If your response to hearing that someone has a lot of kids is “wow, ever heard of birth control?” maybe you should grow up and learn to mind your own business instead of trying to take other people’s happiness away from them. As unimaginable as it may seem to you that parents actually love and enjoy their kids, the greatest joy in life for a lot of people is being a mom or dad.
Who are you to say that’s not a worthy calling or that they aren’t doing it right?
Other things that are not cool to say:
- “You know what causes that, right?”
- “Are you done?” or “You’re done now, right?”
- “Are they all yours?”
- Any question about if the kids are all your biological offspring, adoptive status, foster status, and/or from the same father/mother
- “You should get cable.” (or a TV, or Netflix, or whatever)
- “You’ve been busy!” (or any other suggestive comments, gestures, facial expressions)
- If you’re speaking to a sibling of many children: literally anything about their parents having sex
It’s rude to badger people without kids about how they don’t have kids. It’s equally rude to badger people who have lots of kids about how many kids they have or how those kids got conceived. Mind your hecking business and don’t poke your nose in other people’s sex lives if they haven’t specifically invited you to discuss it.
Follow up post of POSITIVE things that parents of big families will often be happy to hear or see:
- If the kids are well-behaved, tell the parents that!
- If the (young) kids are cute, go ahead and comment on it!
- If there are young children or babies, engage them! Be nice! Smile! Play peekaboo with the baby!
- If there are older children helping to care for younger siblings, feel free to praise them for doing a good job or helping out!
- If you like seeing big families (or just kids in public spaces), feel free to tell them that!

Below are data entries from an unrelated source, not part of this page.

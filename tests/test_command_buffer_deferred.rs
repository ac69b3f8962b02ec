use scene_ecs::prelude::*;

#[derive(Debug, Clone, Copy, PartialEq)]
struct A(i32);
#[derive(Debug, Clone, Copy, PartialEq)]
struct B(i32);

struct SpawnerSystem {
    base: SystemBase,
}

impl System for SpawnerSystem {
    system_base!(base);

    fn update(&mut self, ctx: &mut SystemContext<'_>, _dt: f32) -> Result<()> {
        ctx.commands.spawn(|scene, entity| {
            scene.add_component(entity, A(1))?;
            scene.add_component(entity, B(2))
        });
        Ok(())
    }

    fn name(&self) -> &'static str {
        "SpawnerSystem"
    }
}

struct MutatorSystem {
    base: SystemBase,
}

impl MutatorSystem {
    fn new() -> Self {
        Self {
            base: SystemBase::new().with_requirement::<A>(),
        }
    }
}

impl System for MutatorSystem {
    system_base!(base);

    fn update(&mut self, ctx: &mut SystemContext<'_>, _dt: f32) -> Result<()> {
        for &entity in self.base.entities() {
            ctx.commands.add_component(entity, B(10));
        }
        Ok(())
    }
}

#[test]
fn test_deferred_spawn_and_apply() {
    let mut scene = Scene::new();
    scene
        .add_system(SpawnerSystem {
            base: SystemBase::new(),
        })
        .unwrap();

    // After 1 frame, the entity should be spawned
    scene.update(0.016).unwrap();

    let container = scene.entities().container::<B>().unwrap();
    assert_eq!(container.len(), 1);
    assert_eq!(scene.entity_count(), 1);
}

#[test]
fn test_deferred_mutation_sequential() -> Result<()> {
    let mut scene = Scene::new();
    let entity = scene.create_entity();
    scene.add_component(entity, A(1))?;
    scene.add_system(MutatorSystem::new())?;

    // Registered with the entity already present, so B lands this frame
    assert!(!scene.has_component::<B>(entity));
    scene.update(0.016)?;
    assert_eq!(scene.get_component::<B>(entity)?, &B(10));
    Ok(())
}

#[test]
fn test_failed_commands_do_not_stop_the_rest() -> Result<()> {
    let mut scene = Scene::new();
    let entity = scene.create_entity();

    let mut commands = CommandBuffer::new();
    commands.add(|_| Err(EcsError::CommandError("boom".into())));
    commands.remove_component::<A>(Entity::NULL);
    commands.add_component(entity, A(7));

    assert_eq!(commands.apply(&mut scene), 2);
    assert_eq!(scene.get_component::<A>(entity)?, &A(7));
    Ok(())
}

#[test]
fn test_queued_restore_reverses_queued_remove() -> Result<()> {
    let mut scene = Scene::new();
    let entity = scene.create_entity();
    scene.add_component(entity, A(3))?;

    scene.commands().remove_entity(entity);
    scene.commands().restore_entity(entity);
    scene.update(0.0)?;
    scene.update(0.0)?;

    assert!(!scene.is_destroyed(entity));
    assert_eq!(scene.get_component::<A>(entity)?, &A(3));
    Ok(())
}

#[test]
fn test_flush_commands_reports_failures_as_command_error() -> Result<()> {
    let mut scene = Scene::new();
    let entity = scene.create_entity();

    scene.commands().remove_entity(Entity::NULL);
    scene.commands().add_component(entity, A(4));
    scene.commands().remove_component::<B>(Entity::NULL);

    match scene.flush_commands() {
        Err(EcsError::CommandError(msg)) => assert!(msg.starts_with("2 ")),
        other => panic!("expected CommandError, got {other:?}"),
    }
    // The good command still landed and the queue is drained
    assert_eq!(scene.get_component::<A>(entity)?, &A(4));
    assert!(scene.commands().is_empty());
    scene.flush_commands()?;
    Ok(())
}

- If you are also from a big family, feel free to tell them that! It’s a great shared experience & conversation starter
- If you’re in a public space where it’s appropriate for children to be present (church, a family restaurant, a library), the kids are being rowdy, and the parent is clearly trying to get their kids to behave with limited success, smile and make positive eye contact with the parent to let them know silently that you support them and think children have a right to exist in public spaces.
Big families face A LOT of judgmental stares and disapproving noises from people who think they shouldn’t exist or shouldn’t be visible. It doesn’t take a lot to help counter that – just a little smile or sympathetic eye contact.
Also, some neutral questions that are okay to ask:
- What’s the age range?
- How many boys/girls?
- Any twins?
These questions won’t make a multipara or grand-multipara’s day, but they’re not offensive and they’re reasonable small-talk, conversation-starter questions.